◆ **TASK STATEMENT**:
Transcribe the records below exactly, from their first line through the line containing "Run database migrations". Omit every line after it.

[Saved entries]

━━━━━━━━━━━━━━━━━━━━━━━━━━━━━━

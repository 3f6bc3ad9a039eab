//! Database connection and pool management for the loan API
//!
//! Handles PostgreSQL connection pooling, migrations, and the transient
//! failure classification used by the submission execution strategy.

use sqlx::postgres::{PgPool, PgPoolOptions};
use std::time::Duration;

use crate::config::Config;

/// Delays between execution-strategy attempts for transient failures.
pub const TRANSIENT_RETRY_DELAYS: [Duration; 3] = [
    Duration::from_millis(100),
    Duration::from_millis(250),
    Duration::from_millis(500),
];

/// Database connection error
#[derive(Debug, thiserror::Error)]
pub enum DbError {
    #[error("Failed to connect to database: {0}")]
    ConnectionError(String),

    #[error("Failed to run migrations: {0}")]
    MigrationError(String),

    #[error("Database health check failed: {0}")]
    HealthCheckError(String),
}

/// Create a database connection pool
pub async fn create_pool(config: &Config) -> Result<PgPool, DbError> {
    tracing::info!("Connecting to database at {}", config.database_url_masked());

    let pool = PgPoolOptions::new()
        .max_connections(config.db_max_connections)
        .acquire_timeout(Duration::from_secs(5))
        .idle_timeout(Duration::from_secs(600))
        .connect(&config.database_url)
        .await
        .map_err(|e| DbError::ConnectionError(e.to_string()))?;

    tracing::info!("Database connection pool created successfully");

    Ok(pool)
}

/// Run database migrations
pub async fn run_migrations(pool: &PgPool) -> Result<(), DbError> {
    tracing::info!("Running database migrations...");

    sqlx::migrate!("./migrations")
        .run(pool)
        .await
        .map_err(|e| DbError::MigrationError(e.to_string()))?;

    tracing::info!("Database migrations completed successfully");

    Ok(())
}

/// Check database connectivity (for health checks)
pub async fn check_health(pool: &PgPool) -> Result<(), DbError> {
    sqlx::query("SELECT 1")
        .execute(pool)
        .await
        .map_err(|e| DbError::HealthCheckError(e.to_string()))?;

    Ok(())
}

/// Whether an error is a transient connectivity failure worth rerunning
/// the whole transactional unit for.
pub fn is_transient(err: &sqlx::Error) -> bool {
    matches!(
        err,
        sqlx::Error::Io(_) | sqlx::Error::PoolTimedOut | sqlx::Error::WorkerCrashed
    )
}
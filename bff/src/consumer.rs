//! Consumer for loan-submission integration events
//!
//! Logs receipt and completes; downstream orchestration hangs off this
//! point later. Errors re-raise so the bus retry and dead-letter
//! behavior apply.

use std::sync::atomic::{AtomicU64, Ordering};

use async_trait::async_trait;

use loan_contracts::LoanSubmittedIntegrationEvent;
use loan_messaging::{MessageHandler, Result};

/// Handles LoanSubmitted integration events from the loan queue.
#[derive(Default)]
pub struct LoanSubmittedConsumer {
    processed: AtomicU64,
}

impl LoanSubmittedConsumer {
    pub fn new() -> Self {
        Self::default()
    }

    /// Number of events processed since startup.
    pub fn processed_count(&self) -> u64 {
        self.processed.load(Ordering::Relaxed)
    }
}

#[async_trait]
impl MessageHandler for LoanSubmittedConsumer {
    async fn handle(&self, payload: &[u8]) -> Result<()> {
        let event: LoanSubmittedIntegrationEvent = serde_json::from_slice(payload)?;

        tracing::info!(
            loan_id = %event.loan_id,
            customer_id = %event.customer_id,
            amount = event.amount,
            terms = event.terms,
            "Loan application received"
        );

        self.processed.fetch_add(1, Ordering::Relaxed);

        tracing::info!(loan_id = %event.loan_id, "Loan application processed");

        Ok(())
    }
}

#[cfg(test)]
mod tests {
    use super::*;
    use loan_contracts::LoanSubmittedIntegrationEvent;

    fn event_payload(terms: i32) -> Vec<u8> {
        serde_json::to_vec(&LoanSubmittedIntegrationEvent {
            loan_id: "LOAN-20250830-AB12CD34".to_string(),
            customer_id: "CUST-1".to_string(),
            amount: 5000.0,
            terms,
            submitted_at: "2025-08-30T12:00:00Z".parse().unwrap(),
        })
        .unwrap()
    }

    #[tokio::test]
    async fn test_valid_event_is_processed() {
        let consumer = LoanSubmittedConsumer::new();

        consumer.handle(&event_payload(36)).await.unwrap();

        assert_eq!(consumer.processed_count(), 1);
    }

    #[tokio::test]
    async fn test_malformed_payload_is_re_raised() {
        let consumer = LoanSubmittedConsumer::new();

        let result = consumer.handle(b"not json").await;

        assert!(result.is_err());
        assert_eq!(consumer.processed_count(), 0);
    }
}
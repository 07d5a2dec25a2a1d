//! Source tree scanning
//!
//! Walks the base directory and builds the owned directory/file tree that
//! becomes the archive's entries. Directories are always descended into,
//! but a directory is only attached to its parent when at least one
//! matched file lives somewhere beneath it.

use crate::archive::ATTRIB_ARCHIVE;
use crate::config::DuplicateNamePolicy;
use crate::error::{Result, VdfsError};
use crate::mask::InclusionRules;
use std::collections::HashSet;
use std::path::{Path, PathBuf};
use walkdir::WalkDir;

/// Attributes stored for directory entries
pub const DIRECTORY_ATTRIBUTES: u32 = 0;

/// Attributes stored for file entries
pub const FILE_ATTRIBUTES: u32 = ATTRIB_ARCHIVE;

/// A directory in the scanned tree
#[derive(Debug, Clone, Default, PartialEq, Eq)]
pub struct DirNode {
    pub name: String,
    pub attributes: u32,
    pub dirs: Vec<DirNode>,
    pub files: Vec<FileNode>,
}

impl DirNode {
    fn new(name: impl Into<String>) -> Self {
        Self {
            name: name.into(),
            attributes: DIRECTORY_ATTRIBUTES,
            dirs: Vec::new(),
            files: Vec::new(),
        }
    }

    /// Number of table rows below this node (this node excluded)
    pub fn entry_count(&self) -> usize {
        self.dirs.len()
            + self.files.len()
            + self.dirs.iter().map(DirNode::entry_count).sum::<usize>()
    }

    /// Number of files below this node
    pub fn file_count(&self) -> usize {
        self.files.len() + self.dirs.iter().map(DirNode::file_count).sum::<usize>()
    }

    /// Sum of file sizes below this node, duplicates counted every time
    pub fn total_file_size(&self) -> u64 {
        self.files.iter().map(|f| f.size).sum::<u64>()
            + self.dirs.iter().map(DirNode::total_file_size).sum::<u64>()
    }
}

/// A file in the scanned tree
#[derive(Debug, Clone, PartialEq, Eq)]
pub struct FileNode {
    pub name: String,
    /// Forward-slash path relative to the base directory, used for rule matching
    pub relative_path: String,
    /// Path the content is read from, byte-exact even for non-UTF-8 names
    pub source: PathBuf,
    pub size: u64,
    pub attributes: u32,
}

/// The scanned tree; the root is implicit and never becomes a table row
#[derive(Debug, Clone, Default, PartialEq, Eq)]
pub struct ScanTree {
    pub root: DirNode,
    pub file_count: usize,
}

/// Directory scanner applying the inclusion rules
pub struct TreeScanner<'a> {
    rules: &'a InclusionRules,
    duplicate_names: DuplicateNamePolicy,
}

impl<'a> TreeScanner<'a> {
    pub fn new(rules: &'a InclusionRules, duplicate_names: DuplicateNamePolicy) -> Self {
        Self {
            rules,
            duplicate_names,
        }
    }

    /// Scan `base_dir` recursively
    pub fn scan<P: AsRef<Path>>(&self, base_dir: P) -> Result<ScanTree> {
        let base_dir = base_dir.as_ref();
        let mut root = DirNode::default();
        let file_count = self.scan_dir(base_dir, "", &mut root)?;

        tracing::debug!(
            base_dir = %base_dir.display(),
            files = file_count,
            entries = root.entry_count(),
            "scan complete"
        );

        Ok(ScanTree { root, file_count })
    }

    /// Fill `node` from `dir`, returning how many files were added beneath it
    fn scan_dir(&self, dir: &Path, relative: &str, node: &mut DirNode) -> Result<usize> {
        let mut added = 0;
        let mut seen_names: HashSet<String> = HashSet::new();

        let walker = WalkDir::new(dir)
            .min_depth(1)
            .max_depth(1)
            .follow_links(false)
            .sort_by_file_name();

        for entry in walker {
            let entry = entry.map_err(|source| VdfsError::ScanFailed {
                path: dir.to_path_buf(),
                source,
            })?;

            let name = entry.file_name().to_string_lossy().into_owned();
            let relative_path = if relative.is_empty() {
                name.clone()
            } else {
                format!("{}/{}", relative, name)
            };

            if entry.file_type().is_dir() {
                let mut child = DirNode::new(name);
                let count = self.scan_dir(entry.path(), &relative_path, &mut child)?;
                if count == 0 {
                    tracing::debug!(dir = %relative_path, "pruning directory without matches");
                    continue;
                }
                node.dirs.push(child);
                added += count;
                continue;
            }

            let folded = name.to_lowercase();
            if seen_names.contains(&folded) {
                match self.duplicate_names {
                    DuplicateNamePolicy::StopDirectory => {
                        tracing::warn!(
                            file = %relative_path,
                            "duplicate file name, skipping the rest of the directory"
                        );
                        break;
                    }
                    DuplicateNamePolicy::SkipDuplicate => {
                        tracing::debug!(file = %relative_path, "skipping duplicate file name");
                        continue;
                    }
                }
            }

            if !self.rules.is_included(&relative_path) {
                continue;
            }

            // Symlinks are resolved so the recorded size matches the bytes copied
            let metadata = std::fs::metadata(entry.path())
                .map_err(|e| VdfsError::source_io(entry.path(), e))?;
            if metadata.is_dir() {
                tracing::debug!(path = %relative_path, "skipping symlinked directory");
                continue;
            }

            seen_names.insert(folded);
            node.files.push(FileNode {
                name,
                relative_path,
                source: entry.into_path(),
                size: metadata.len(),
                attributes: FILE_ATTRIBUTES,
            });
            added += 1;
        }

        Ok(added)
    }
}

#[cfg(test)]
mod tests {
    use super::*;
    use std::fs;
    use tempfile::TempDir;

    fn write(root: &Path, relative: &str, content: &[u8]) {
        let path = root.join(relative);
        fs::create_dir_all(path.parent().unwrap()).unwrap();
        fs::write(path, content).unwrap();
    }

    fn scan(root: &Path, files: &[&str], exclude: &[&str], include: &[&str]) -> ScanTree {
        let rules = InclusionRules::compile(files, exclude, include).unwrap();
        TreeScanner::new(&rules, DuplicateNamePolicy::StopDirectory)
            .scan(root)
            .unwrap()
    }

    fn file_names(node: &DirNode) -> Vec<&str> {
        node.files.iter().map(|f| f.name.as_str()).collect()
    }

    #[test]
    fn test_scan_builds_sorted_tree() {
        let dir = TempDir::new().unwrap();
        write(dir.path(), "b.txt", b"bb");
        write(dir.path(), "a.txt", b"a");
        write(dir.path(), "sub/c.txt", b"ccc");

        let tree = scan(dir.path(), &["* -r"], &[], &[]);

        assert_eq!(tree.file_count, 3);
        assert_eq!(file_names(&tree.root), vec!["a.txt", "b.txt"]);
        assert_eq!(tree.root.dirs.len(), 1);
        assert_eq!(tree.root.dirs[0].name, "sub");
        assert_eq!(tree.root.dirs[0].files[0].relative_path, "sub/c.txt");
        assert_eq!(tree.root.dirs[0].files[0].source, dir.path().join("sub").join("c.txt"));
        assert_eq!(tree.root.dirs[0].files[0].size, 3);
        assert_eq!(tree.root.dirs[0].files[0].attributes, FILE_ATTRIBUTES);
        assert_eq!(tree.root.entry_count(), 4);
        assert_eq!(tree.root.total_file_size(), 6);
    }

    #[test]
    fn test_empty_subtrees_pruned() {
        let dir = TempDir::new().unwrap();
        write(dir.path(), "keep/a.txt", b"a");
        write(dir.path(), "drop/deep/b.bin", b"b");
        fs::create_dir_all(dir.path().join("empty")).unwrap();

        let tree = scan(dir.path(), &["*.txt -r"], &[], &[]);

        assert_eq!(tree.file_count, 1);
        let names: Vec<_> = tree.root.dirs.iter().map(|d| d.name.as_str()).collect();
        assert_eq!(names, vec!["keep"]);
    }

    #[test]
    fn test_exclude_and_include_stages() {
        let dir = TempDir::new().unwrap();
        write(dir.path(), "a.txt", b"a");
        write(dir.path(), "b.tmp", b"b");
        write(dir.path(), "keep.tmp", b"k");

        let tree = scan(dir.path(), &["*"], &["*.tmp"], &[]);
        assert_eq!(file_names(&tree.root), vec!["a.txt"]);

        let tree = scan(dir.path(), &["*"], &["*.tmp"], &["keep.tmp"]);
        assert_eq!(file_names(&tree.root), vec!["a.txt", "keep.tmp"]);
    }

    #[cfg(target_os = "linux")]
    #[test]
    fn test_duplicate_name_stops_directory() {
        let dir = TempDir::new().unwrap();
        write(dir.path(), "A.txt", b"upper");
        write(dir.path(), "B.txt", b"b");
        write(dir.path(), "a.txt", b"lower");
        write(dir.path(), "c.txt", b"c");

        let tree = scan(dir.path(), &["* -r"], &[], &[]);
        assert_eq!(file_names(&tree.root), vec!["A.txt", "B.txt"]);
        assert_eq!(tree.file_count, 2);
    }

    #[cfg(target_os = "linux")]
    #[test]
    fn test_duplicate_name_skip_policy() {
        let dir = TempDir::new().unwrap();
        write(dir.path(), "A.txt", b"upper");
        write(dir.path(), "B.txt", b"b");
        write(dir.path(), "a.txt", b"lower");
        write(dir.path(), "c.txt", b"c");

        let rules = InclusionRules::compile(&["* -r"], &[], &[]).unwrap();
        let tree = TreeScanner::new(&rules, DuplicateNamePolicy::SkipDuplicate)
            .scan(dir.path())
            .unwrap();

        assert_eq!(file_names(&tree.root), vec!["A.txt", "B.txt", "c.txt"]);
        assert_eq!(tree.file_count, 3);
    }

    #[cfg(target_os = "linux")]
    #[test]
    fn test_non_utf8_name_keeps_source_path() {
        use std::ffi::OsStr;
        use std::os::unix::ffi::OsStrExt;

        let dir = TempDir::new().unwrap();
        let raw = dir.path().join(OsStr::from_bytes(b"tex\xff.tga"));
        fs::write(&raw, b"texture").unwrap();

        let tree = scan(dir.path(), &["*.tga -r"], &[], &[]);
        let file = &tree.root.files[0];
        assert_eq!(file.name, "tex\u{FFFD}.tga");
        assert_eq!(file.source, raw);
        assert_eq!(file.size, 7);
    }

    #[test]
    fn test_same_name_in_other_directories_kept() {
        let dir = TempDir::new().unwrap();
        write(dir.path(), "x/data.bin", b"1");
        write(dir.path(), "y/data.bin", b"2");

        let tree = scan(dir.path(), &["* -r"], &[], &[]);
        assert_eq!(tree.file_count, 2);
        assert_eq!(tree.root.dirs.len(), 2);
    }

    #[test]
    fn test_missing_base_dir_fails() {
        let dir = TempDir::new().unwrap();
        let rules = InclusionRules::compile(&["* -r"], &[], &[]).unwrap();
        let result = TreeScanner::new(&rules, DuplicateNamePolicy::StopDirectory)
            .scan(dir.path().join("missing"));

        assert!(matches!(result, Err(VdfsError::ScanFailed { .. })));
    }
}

━━━━━━━━━━━━━━━━━━━━━━━━━━━━━━

◆ **SOLUTION TO THIS TASK**:
repository 3f6bc3ad9a039eab
//! Database connection and pool management for the loan API
//!
//! Handles PostgreSQL connection pooling, migrations, and the transient
//! failure classification used by the submission execution strategy.

use sqlx::postgres::{PgPool, PgPoolOptions};
use std::time::Duration;

use crate::config::Config;

/// Delays between execution-strategy attempts for transient failures.
pub const TRANSIENT_RETRY_DELAYS: [Duration; 3] = [
    Duration::from_millis(100),
    Duration::from_millis(250),
    Duration::from_millis(500),
];

/// Database connection error
#[derive(Debug, thiserror::Error)]
pub enum DbError {
    #[error("Failed to connect to database: {0}")]
    ConnectionError(String),

    #[error("Failed to run migrations: {0}")]
    MigrationError(String),

    #[error("Database health check failed: {0}")]
    HealthCheckError(String),
}

/// Create a database connection pool
pub async fn create_pool(config: &Config) -> Result<PgPool, DbError> {
    tracing::info!("Connecting to database at {}", config.database_url_masked());

    let pool = PgPoolOptions::new()
        .max_connections(config.db_max_connections)
        .acquire_timeout(Duration::from_secs(5))
        .idle_timeout(Duration::from_secs(600))
        .connect(&config.database_url)
        .await
        .map_err(|e| DbError::ConnectionError(e.to_string()))?;

    tracing::info!("Database connection pool created successfully");

    Ok(pool)
}

/// Run database migrations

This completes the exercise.